Dink Probe Turns To Turkish Officials

ISTANBUL (Hurriyet Daily News)–The Istanbul Prosecutor’s Office has launched an investigation into almost 30 high-ranking public officials in connection with alleged negligence in the assassination of journalist Hrant Dink, a broadening of the case long demanded by his supporters.

News of the investigation, announced during Monday’s hearing, was welcomed by family members and their lawyers, who have criticized the slow progress of the murder trial.

“This is an extremely good, positive development. I hope there will be a result [from] this,” Dink family lawyer Fethiye Çetin told a crowd of journalists during the court recess. She said they were expecting the investigation as they had applied to the prosecutor’s office on January 17, demanding that rulings made on the case by the European Court of Human Rights be implemented in Turkey.

The Dink family recently made a new plea for state, police and gendarmerie officials not questioned during the initial investigation to be brought into the scope of the case, basing their request on the European court decision finding Turkey guilty of failing to protect Dink and his freedom of speech and of not properly investigating civil servants suspected of being negligent in the murder and its investigation.

Dink, an Armenian-Turkish journalist and the editor-in-chief of multilingual weekly Agos, was shot to death in front of his newspaper’s building in Istanbul’s central Şişli district on January 19, 2007.

The 28 public officials whose testimonies are expected to be taken by Public Prosecutor with Special Authority Mustafa Çavuşoğlu in the coming days include former Istanbul Governor Muammer Güler; Ramazan Akyürek, the former top head of police intelligence; former Istanbul Police Chief Celalettin Cerrah; Ahmet İlhan Güler, the former Istanbul head of police intelligence; former Trabzon Police Chief Reşat Altay; Col. Ali Öz, the former Gendarmerie Trabzon regiment commander; and Metin Yıldız, the former Trabzon head of gendarmerie intelligence.

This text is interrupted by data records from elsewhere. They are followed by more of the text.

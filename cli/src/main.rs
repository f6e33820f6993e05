// Copyright (c) 2026 100monkeys.ai
// SPDX-License-Identifier: AGPL-3.0

//! # modelgate CLI
//!
//! The `modelgate` binary loads a gateway configuration, builds the adapter
//! registry and decision tree, and routes requests by criteria.
//!
//! ## Commands
//!
//! - `modelgate config show|validate|generate` - Configuration management
//! - `modelgate route --require <criterion>...` - Dry-run resolution
//! - `modelgate chat <prompt> --require <criterion>...` - Run a chat request
//! - `modelgate health` - Probe every configured adapter

use anyhow::{Context, Result};
use clap::{Parser, Subcommand};
use colored::Colorize;
use std::path::PathBuf;

use modelgate::commands::{self, ChatArgs, ConfigCommand, RouteArgs};

/// modelgate - route AI requests to the backend that satisfies them
#[derive(Parser)]
#[command(name = "modelgate")]
#[command(version, about, long_about = None)]
#[command(propagate_version = true)]
struct Cli {
    /// Path to configuration file (overrides discovery)
    #[arg(
        short,
        long,
        global = true,
        env = "MODELGATE_CONFIG_PATH",
        value_name = "FILE"
    )]
    config: Option<PathBuf>,

    /// Log level (trace, debug, info, warn, error)
    #[arg(long, global = true, env = "MODELGATE_LOG_LEVEL", default_value = "warn")]
    log_level: String,

    /// Log format (text or json)
    #[arg(long, global = true, env = "MODELGATE_LOG_FORMAT", default_value = "text")]
    log_format: String,

    #[command(subcommand)]
    command: Option<Commands>,
}

#[derive(Subcommand)]
enum Commands {
    /// Configuration management
    #[command(name = "config")]
    Config {
        #[command(subcommand)]
        command: ConfigCommand,
    },

    /// Resolve a request without executing it
    #[command(name = "route")]
    Route(RouteArgs),

    /// Send a chat request through the resolved adapter
    #[command(name = "chat")]
    Chat(ChatArgs),

    /// Check connectivity of every configured adapter
    #[command(name = "health")]
    Health,
}

#[tokio::main]
async fn main() -> Result<()> {
    // A missing .env file is normal
    dotenvy::dotenv().ok();

    let cli = Cli::parse();

    // Initialize logging
    init_logging(&cli.log_level, &cli.log_format)?;

    match cli.command {
        Some(Commands::Config { command }) => {
            commands::config::handle_command(command, cli.config).await
        }
        Some(Commands::Route(args)) => commands::route::execute(args, cli.config).await,
        Some(Commands::Chat(args)) => commands::chat::execute(args, cli.config).await,
        Some(Commands::Health) => commands::health::execute(cli.config).await,
        None => {
            // No command provided - show help
            eprintln!("{}", "No command specified. Use --help for usage.".yellow());
            std::process::exit(1);
        }
    }
}

/// Initialize tracing subscriber for logging
fn init_logging(level: &str, format: &str) -> Result<()> {
    let filter = tracing_subscriber::EnvFilter::try_from_default_env()
        .or_else(|_| tracing_subscriber::EnvFilter::try_new(level))
        .context("Failed to create log filter")?;

    let builder = tracing_subscriber::fmt()
        .with_env_filter(filter)
        .with_writer(std::io::stderr)
        .with_target(false)
        .with_thread_ids(false)
        .with_file(false)
        .with_line_number(false);

    match format {
        "json" => builder.json().init(),
        _ => builder.compact().init(),
    }

    Ok(())
}
// Copyright (c) 2026 100monkeys.ai
// SPDX-License-Identifier: AGPL-3.0

pub mod request_handler;

pub use request_handler::RequestHandler;
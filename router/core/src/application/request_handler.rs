// Copyright (c) 2026 100monkeys.ai
// SPDX-License-Identifier: AGPL-3.0
//! Request Handler
//!
//! Public entry point: resolve a request to an adapter through the
//! [`DecisionTree`], then hand the request to that adapter.
//!
//! Resolution runs on every call; nothing is cached between requests. Errors
//! from resolution and from the adapter propagate unchanged.

use std::sync::Arc;

use tracing::{info, warn};

use crate::domain::adapter::Adapter;
use crate::domain::decision_tree::DecisionTree;
use crate::domain::error::{GatewayError, ResolutionError};
use crate::domain::request::AiRequest;
use crate::domain::response::AiResponse;

pub struct RequestHandler {
    tree: Arc<DecisionTree>,
}

impl RequestHandler {
    pub fn new(tree: Arc<DecisionTree>) -> Self {
        Self { tree }
    }

    pub fn decision_tree(&self) -> &DecisionTree {
        &self.tree
    }

    /// Resolve without executing
    pub fn resolve(&self, request: &AiRequest) -> Result<Arc<dyn Adapter>, ResolutionError> {
        self.tree.resolve(request).inspect_err(|e| {
            metrics::counter!("modelgate_resolution_failures_total").increment(1);
            warn!("{}", e);
        })
    }

    /// Resolve and run `request`.
    ///
    /// Streamed chat requests return as soon as the adapter has opened the
    /// provider stream; fragments are pulled lazily by the caller.
    pub async fn execute(&self, request: &AiRequest) -> Result<AiResponse, GatewayError> {
        let adapter = self.resolve(request)?;

        info!(
            "Executing {} request on adapter '{}' (streamed: {})",
            request.kind(),
            adapter.name(),
            request.is_streamed()
        );
        metrics::counter!("modelgate_requests_total", "adapter" => adapter.name().to_string())
            .increment(1);

        adapter.handle_request(request).await
    }
}
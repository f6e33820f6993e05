// Copyright (c) 2026 100monkeys.ai
// SPDX-License-Identifier: AGPL-3.0
//! modelgate CLI library - exposes testable components
//!
//! # Architecture
//!
//! - **Layer:** Interface / Presentation Layer
//! - **Purpose:** Command handlers over `modelgate-core`

pub mod commands;
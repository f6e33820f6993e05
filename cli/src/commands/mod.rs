// Copyright (c) 2026 100monkeys.ai
// SPDX-License-Identifier: AGPL-3.0

//! Command implementations for the modelgate CLI

pub mod chat;
pub mod config;
pub mod health;
pub mod route;

pub use self::chat::ChatArgs;
pub use self::config::ConfigCommand;
pub use self::route::RouteArgs;

use anyhow::{Context, Result};
use std::path::PathBuf;
use tracing::{debug, info};

use modelgate_core::domain::gateway_config::GatewayConfigManifest;
use modelgate_core::infrastructure::llm::AdapterRegistry;

/// Load and validate configuration, then build the adapter registry
pub(crate) fn load_registry(config_path: Option<PathBuf>) -> Result<AdapterRegistry> {
    let config = GatewayConfigManifest::load_or_default(config_path)
        .context("Failed to load configuration")?;
    config
        .validate()
        .context("Configuration validation failed")?;
    info!(
        "Loaded configuration '{}' with {} adapter(s)",
        config.metadata.name,
        config.spec.adapters.len()
    );

    let registry =
        AdapterRegistry::from_config(&config).context("Failed to build adapter registry")?;
    debug!("Registered adapters: {:?}", registry.names());
    Ok(registry)
}
#[async_trait]
impl Adapter for OllamaAdapter {
    fn name(&self) -> &str {
        &self.name
    }

    fn supports(&self, request: &AiRequest) -> bool {
        request.kind() != RequestKind::Image && (self.tools_enabled || !request.has_tools())
    }

    async fn handle_request(&self, request: &AiRequest) -> Result<AiResponse, GatewayError> {
        match &request.payload {
            RequestPayload::Chat {
                messages,
                tools,
                stream,
            } => {
                let body = self.chat_request(messages, tools, &request.options, *stream)?;
                let response = self.post("api/chat", &body).await?;

                if *stream {
                    debug!("Opened Ollama stream for model {}", self.model);
                    let events = decode_events(response.bytes_stream(), Framing::Ndjson, line_events);
                    return Ok(self.response(
                        ResponseBody::Chat(ChatOutput::Stream(MessageStream::new(events))),
                        None,
                    ));
                }

                let reply: OllamaChatResponse = response
                    .json()
                    .await
                    .map_err(|e| GatewayError::Provider(format!("Failed to parse response: {}", e)))?;
                if let Some(error) = reply.error {
                    return Err(GatewayError::Provider(error));
                }
                let events = reply.message.map(message_events).unwrap_or_default();
                let message = Message::from_events(events)?;
                Ok(self.response(
                    ResponseBody::Chat(ChatOutput::Complete(message)),
                    usage(reply.prompt_eval_count, reply.eval_count),
                ))
            }
            RequestPayload::Completion { prompt } => {
                let body = OllamaGenerateRequest {
                    model: &self.model,
                    prompt,
                    stream: false,
                    options: Some(Self::options(&request.options)),
                };
                let ollama_response: OllamaGenerateResponse = self
                    .post("api/generate", &body)
                    .await?
                    .json()
                    .await
                    .map_err(|e| GatewayError::Provider(format!("Failed to parse response: {}", e)))?;

                let finish_reason = match ollama_response.done_reason.as_deref() {
                    Some(reason) => FinishReason::from_provider(reason),
                    None if ollama_response.done => FinishReason::Stop,
                    None => FinishReason::Length,
                };
                Ok(self.response(
                    ResponseBody::Completion {
                        text: ollama_response.response,
                        finish_reason,
                    },
                    usage(ollama_response.prompt_eval_count, ollama_response.eval_count),
                ))
            }
            RequestPayload::Embedding { input } => {
                let body = OllamaEmbedRequest {
                    model: &self.model,
                    input,
                };
                let response: OllamaEmbedResponse = self
                    .post("api/embed", &body)
                    .await?
                    .json()
                    .await
                    .map_err(|e| GatewayError::Provider(format!("Failed to parse response: {}", e)))?;
                Ok(self.response(
                    ResponseBody::Embedding {
                        vectors: response.embeddings,
                    },
                    None,
                ))
            }
            RequestPayload::Image { .. } => Err(GatewayError::InvalidInput(format!(
                "Adapter '{}' does not serve image requests",
                self.name
            ))),
        }
    }

    async fn health_check(&self) -> Result<(), GatewayError> {
        // Check if Ollama server is running by listing models
        let response = self
            .client
            .get(self.url("api/tags"))
            .send()
            .await
            .map_err(|e| GatewayError::Network(e.to_string()))?;

        if response.status().is_success() {
            Ok(())
        } else {
            Err(GatewayError::Network(format!("HTTP {}", response.status())))
        }
    }
}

President Abdullah Gül also asked the Presidency’s State Audit Board, or DDK, to look into the matter last week.

The hearing Monday at the Beşiktaş Courthouse in Istanbul was crowded as usual, with those in attendance including foreign observers from the bar associations of Paris and Brussels; members of the “Friends of Hrant Dink” platform; independent Istanbul deputy Ufuk Aras; Freedom and Solidarity, or ÖDP, leader Alper Taş; and columnist Yıldırım Türker.

Sezgin Tanrıkulu, the Republican People’s Party (CHP) deputy leader responsible for human-rights issues, told the Hürriyet Daily News & Economic Review that the case is a “disgrace” in terms of the attitude of the ruling party and the judiciary. “This attitude has further deepened the wound in the public conscience caused by [Dink’s] death,” he said.

The heads of the Diyarbakır and Mersin provincial bar associations joined the team of Dink family lawyers, who started the hearing by giving a long list of demands, mainly concerning witnesses whose testimonies have not been heard and evidence that has not been taken into consideration. Two new books by journalists Nedim Şener and Adem Yavuz Arslan on the Dink assassination were also brought to the court’s attention to be investigated.

Lawyer Fethiye Çetin asked about the National Intelligence Organization, or MİT, members who called Dink to a meeting at the Istanbul deputy governor’s office and warned him about an article he had written. Dink mentioned this meeting in columns he wrote shortly before he was killed; the MİT confirmed in a memo sent to the court for the previous hearing that the meeting took place. Çetin demanded the chief of General Staff be asked if it is true that the meeting took place at its request, as claimed in Şener’s book, and if it is true that the General Staff had been keeping illegal intelligence reports on Dink and his newspaper, Agos.

Arzu Becerik, another lawyer for the Dink family, demanded the European court ruling be implemented, unaware that she was about to learn during the recess that the investigation of the 28 public officials had been ordered. The other demands based on the European court decision were compensation for the family and the changing or canceling of the infamous Article 301 of the Turkish Penal Law on “insulting Turkishness,” something Dink was found guilty of before his death. Putting the European court rulings into practice “is an important test,” Becerik said, noting that Turkey is the current term president of the Parliamentary Assembly of the Council of Europe.

Col. Öz, one of the new figures being investigated, is already on trial in Trabzon as part of a separate case. Dink’s lawyers have demanded his case be merged with this one, a request the court denied after the recess. The next hearing will be held March 28.

The Dink murder case will be sent to the Public Prosecutor’s Office for its observations on the case’s merits if the sides do not demand a expansion based on the recent changes to the Turkish Penal Law that limit arrest periods.